__PROBLEM DESCRIPTION__
Your result should be the lines holding the word "super", copied from the entries below.

+++ RECORDS SUPPLIED +++

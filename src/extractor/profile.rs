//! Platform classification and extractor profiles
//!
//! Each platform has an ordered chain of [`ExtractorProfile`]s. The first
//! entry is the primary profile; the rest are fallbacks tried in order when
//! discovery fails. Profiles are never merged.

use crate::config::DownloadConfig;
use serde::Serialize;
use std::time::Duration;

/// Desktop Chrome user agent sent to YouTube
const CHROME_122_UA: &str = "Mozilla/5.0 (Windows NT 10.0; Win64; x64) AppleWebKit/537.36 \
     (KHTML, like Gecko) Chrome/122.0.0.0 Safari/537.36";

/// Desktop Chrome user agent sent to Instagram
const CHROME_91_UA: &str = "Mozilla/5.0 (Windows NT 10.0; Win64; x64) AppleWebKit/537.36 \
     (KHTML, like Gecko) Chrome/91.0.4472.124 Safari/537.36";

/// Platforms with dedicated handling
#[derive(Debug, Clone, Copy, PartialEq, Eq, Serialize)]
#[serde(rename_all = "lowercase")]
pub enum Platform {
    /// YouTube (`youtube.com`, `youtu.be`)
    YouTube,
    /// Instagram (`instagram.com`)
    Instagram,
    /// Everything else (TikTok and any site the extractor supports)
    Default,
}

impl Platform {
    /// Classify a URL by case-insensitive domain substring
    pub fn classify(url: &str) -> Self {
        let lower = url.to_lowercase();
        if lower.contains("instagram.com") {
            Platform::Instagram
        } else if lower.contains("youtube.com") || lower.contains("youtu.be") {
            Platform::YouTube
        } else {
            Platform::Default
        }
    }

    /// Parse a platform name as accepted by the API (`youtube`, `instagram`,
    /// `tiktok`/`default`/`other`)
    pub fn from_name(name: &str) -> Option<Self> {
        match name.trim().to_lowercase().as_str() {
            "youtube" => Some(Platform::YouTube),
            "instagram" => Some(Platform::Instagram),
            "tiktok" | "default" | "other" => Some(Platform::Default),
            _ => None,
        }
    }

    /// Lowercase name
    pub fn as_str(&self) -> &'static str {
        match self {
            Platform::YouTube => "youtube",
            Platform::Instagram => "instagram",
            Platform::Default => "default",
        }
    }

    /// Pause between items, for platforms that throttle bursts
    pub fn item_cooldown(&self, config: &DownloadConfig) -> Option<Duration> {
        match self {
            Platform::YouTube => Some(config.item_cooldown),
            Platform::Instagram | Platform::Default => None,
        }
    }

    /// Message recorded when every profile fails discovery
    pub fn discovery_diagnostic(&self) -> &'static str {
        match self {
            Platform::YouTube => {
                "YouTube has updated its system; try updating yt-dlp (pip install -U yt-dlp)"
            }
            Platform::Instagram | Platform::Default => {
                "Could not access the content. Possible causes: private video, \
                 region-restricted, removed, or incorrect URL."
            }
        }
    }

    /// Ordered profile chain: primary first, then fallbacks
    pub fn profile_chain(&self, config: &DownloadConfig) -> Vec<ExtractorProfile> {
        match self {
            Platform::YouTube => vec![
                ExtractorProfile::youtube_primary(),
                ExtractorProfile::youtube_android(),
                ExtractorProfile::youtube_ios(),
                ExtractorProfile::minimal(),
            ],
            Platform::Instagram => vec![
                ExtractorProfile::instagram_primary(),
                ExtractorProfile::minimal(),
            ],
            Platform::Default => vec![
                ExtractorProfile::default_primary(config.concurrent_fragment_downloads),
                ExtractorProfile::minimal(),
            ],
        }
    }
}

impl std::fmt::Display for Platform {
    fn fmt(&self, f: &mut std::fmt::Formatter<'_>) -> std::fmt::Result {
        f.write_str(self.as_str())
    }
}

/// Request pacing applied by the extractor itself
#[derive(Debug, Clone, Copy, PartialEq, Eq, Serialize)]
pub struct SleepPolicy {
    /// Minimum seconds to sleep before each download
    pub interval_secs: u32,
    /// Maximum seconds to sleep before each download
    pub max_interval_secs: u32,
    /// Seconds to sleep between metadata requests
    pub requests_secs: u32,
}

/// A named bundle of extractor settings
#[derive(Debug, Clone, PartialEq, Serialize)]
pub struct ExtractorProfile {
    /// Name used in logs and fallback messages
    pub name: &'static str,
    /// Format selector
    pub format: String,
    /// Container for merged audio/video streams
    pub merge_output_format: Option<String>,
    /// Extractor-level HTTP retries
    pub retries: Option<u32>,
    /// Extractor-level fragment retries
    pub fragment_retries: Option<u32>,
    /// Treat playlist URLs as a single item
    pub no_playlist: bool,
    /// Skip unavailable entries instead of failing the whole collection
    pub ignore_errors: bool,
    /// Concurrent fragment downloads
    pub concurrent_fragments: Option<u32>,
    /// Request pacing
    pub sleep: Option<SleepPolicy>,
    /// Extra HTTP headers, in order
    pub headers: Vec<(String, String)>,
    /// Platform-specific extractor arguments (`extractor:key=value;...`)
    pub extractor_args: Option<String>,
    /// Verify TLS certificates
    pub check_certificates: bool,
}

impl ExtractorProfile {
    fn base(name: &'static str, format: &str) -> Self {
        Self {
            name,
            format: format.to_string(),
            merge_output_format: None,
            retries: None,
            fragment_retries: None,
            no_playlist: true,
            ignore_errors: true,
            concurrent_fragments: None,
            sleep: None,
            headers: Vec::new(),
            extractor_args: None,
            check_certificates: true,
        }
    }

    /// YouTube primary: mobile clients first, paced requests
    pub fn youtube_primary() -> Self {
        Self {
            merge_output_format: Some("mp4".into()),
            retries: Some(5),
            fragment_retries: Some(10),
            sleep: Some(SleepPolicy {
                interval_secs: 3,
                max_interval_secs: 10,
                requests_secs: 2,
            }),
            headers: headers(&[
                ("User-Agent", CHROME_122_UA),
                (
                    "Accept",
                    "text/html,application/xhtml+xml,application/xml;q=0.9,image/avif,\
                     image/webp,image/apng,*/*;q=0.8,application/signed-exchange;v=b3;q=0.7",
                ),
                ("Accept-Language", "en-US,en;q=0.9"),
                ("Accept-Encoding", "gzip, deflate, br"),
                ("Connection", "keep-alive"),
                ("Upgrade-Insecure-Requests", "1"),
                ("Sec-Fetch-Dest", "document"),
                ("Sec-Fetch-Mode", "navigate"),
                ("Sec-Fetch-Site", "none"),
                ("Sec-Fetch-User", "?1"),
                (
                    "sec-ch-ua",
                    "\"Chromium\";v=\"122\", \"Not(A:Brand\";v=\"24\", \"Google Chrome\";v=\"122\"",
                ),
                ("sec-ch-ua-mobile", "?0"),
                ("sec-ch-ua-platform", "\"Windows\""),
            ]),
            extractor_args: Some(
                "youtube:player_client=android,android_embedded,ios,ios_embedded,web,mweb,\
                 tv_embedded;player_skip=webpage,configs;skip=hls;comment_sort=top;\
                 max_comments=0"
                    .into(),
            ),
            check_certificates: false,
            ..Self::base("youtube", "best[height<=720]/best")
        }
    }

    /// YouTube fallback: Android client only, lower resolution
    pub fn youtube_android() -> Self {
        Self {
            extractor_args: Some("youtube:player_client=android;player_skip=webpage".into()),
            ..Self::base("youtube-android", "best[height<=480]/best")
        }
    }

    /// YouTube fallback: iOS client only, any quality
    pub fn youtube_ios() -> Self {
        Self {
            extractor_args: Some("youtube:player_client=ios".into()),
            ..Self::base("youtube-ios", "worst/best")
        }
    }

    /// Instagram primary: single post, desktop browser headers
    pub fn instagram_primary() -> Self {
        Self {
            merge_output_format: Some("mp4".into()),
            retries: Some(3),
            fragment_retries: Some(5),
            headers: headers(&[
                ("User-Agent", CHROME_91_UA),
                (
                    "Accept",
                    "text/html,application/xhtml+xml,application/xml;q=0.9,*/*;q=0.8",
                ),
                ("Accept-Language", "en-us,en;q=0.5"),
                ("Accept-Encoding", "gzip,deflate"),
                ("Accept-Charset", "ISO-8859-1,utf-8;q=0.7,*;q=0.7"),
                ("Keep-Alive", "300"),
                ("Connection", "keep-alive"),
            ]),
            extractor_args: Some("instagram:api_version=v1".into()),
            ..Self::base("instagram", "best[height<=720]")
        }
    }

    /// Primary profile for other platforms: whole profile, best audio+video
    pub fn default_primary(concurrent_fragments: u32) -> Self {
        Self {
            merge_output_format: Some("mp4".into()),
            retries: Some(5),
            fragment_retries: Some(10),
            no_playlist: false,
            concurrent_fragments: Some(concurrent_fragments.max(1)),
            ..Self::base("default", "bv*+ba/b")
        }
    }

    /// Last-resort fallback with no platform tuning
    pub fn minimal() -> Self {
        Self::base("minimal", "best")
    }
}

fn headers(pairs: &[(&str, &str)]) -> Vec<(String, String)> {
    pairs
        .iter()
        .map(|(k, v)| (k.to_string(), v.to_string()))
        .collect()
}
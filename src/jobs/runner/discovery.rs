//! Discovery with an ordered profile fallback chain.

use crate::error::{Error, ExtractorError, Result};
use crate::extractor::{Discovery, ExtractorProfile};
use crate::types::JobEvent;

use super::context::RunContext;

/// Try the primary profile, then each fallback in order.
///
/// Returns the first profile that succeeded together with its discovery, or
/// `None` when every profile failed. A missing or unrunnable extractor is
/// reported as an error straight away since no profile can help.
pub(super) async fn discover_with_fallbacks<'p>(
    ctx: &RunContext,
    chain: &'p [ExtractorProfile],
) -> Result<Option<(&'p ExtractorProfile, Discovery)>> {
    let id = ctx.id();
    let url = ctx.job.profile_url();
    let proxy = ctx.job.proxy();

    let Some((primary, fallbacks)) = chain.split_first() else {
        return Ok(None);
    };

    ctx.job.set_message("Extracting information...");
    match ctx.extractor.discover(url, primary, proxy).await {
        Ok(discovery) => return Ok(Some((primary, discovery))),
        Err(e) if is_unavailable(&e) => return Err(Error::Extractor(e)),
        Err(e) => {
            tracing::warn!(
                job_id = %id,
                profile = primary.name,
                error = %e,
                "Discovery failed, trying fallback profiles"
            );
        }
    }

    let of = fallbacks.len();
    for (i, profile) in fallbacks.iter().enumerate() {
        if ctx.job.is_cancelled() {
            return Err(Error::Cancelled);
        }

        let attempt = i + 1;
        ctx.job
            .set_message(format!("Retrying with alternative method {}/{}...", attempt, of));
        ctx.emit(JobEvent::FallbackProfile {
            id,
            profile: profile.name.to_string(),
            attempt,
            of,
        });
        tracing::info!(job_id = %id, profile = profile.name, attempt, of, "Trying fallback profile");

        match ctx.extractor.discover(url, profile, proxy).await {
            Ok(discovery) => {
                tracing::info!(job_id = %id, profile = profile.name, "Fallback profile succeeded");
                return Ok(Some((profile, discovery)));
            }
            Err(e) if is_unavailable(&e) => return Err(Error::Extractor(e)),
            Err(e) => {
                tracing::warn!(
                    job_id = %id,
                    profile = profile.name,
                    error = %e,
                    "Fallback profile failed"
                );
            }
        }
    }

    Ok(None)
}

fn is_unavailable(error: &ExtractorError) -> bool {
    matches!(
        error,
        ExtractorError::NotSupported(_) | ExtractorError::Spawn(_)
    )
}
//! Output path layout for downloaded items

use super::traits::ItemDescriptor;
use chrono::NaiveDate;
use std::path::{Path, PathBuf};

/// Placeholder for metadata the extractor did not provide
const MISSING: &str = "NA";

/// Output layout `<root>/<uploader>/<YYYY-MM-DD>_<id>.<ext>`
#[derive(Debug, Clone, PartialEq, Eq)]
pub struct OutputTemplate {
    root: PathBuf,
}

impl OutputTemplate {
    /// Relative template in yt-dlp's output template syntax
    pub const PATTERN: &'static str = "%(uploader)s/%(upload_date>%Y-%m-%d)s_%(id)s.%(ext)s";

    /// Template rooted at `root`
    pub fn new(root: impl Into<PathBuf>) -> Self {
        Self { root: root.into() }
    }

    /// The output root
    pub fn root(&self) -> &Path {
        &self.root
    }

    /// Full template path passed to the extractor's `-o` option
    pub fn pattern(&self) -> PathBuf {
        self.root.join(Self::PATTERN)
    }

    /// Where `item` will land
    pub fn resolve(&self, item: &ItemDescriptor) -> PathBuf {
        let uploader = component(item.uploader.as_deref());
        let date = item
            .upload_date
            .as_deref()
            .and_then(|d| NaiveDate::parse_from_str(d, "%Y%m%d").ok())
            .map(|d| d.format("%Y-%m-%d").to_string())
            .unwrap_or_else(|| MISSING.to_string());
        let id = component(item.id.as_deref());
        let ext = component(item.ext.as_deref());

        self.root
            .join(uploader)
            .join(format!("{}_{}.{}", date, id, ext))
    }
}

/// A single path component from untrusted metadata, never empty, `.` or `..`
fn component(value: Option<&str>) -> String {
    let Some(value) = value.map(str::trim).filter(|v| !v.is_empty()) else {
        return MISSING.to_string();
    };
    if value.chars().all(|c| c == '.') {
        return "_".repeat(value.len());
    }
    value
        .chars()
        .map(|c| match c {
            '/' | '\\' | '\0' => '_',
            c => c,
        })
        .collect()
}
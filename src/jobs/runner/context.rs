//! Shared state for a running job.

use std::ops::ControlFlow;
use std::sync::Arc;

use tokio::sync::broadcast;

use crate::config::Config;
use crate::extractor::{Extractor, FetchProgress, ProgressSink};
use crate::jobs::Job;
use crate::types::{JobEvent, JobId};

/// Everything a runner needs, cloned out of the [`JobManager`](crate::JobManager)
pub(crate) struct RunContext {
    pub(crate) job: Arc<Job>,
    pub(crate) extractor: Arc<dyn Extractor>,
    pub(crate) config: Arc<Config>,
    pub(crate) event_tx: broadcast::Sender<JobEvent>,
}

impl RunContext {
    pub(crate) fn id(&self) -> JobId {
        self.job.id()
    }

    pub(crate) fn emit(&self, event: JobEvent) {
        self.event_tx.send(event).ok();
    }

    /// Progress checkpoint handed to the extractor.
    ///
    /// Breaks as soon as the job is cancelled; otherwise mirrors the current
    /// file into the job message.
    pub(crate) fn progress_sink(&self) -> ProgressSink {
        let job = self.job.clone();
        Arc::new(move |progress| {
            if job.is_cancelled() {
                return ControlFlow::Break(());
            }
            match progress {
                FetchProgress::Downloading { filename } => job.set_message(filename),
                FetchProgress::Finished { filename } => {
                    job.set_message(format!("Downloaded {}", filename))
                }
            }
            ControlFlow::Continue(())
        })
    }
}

+++

__TASK RESULT__
use super::context::RunContext;
pub(super) async fn discover_with_fallbacks<'p>(
use super::traits::ItemDescriptor;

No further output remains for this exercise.